ASSIGNMENT:
Find "pub fn build(self)" and "registration memoizes its" in the records below. Copy the lines holding them and every line between, exactly, and no others.

EXERCISE DATA:
============

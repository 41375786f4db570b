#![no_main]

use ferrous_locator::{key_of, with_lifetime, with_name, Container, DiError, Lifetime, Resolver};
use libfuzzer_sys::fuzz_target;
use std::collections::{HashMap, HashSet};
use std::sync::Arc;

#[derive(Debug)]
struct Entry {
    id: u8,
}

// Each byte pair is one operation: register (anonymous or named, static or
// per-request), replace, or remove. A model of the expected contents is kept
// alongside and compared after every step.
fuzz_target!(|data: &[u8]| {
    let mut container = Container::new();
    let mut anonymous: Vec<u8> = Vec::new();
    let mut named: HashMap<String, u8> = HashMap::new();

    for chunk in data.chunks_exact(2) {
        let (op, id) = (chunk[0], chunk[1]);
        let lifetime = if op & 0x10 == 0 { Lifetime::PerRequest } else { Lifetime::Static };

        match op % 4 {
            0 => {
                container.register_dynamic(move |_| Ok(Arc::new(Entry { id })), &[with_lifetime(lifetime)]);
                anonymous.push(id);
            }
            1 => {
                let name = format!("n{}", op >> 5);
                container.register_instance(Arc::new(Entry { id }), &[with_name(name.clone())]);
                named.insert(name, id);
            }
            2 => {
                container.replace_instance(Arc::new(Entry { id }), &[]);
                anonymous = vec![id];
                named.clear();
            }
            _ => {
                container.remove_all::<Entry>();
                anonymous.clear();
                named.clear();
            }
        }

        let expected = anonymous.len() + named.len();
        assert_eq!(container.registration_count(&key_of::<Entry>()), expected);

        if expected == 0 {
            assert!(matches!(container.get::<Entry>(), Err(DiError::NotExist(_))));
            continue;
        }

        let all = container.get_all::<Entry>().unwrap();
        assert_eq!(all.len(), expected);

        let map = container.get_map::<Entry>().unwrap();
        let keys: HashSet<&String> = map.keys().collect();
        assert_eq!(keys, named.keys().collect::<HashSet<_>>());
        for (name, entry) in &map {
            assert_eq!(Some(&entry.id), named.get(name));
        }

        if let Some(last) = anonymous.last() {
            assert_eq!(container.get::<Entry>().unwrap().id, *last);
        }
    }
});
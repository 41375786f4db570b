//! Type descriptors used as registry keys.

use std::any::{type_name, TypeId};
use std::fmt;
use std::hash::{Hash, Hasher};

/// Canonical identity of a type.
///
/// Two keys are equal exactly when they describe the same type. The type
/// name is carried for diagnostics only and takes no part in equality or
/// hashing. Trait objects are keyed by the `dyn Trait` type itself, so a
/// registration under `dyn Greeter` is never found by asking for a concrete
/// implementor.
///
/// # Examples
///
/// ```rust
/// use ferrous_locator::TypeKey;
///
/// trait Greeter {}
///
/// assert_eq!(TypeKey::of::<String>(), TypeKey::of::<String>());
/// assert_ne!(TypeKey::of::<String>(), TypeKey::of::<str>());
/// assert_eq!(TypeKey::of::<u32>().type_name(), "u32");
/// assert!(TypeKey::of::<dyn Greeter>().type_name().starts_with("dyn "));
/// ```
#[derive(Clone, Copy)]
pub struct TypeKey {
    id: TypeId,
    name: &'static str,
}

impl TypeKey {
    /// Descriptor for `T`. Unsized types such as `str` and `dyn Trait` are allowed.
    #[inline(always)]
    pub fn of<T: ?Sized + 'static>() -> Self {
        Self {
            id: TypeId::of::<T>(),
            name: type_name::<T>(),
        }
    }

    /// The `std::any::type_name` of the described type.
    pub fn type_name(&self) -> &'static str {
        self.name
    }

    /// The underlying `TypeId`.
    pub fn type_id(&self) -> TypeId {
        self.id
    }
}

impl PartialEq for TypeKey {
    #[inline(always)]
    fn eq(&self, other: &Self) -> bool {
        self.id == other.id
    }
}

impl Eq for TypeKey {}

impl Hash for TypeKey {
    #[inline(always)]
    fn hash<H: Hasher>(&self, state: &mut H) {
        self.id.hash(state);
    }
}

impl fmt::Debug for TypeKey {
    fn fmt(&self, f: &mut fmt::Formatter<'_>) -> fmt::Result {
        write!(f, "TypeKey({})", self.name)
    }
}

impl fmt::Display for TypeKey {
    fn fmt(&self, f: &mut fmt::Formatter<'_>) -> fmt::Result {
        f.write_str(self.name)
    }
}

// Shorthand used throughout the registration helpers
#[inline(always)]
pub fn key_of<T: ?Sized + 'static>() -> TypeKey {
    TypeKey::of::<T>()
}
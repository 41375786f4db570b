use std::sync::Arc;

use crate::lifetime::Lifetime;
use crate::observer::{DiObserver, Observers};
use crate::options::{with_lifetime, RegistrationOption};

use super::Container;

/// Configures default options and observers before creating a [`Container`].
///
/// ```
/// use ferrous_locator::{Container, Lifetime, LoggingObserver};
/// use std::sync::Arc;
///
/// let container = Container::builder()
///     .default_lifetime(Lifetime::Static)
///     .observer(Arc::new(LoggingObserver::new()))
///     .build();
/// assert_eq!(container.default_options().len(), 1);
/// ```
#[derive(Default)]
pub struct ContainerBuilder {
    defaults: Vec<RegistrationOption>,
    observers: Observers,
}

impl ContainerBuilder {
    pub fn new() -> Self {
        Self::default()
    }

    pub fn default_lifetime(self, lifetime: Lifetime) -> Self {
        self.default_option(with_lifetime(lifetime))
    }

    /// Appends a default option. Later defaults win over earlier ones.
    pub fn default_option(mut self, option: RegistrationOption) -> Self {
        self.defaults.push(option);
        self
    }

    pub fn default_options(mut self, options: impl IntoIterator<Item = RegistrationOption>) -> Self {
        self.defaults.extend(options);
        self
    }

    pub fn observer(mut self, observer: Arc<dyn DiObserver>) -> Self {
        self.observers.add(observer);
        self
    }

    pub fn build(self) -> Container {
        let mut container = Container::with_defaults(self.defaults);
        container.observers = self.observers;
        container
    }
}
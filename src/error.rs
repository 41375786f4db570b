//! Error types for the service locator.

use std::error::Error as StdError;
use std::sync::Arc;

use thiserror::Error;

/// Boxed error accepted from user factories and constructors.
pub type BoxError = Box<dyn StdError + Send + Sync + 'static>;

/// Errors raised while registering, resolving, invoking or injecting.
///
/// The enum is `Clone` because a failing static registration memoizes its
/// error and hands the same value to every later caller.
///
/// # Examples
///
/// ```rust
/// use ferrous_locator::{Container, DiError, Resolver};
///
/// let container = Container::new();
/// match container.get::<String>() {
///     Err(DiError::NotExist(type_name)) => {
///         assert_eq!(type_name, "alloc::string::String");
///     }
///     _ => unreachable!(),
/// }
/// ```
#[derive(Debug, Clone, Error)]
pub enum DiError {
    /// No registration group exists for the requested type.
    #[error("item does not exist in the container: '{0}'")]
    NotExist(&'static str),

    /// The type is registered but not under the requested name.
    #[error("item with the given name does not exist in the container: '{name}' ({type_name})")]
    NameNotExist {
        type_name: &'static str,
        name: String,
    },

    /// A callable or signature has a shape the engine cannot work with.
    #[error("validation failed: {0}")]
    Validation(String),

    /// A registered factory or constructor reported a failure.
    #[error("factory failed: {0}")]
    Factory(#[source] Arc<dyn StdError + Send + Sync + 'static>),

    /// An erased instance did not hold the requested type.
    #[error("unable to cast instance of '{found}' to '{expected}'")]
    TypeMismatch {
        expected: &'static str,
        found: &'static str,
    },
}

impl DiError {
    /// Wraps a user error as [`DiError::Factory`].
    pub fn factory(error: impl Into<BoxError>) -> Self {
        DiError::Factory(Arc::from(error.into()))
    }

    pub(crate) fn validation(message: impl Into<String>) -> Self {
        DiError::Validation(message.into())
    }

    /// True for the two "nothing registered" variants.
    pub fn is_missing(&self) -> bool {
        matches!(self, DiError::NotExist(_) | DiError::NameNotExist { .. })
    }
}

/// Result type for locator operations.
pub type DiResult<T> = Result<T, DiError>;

============

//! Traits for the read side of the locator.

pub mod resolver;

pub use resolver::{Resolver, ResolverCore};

============

RESPONSE AREA:
    pub fn build(self) -> Container {
        let mut container = Container::with_defaults(self.defaults);
        container.observers = self.observers;
        container
    }
}
filename src/error.rs
repository 41375786f4db570b
//! Error types for the service locator.

use std::error::Error as StdError;
use std::sync::Arc;

use thiserror::Error;

/// Boxed error accepted from user factories and constructors.
pub type BoxError = Box<dyn StdError + Send + Sync + 'static>;

/// Errors raised while registering, resolving, invoking or injecting.
///
/// The enum is `Clone` because a failing static registration memoizes its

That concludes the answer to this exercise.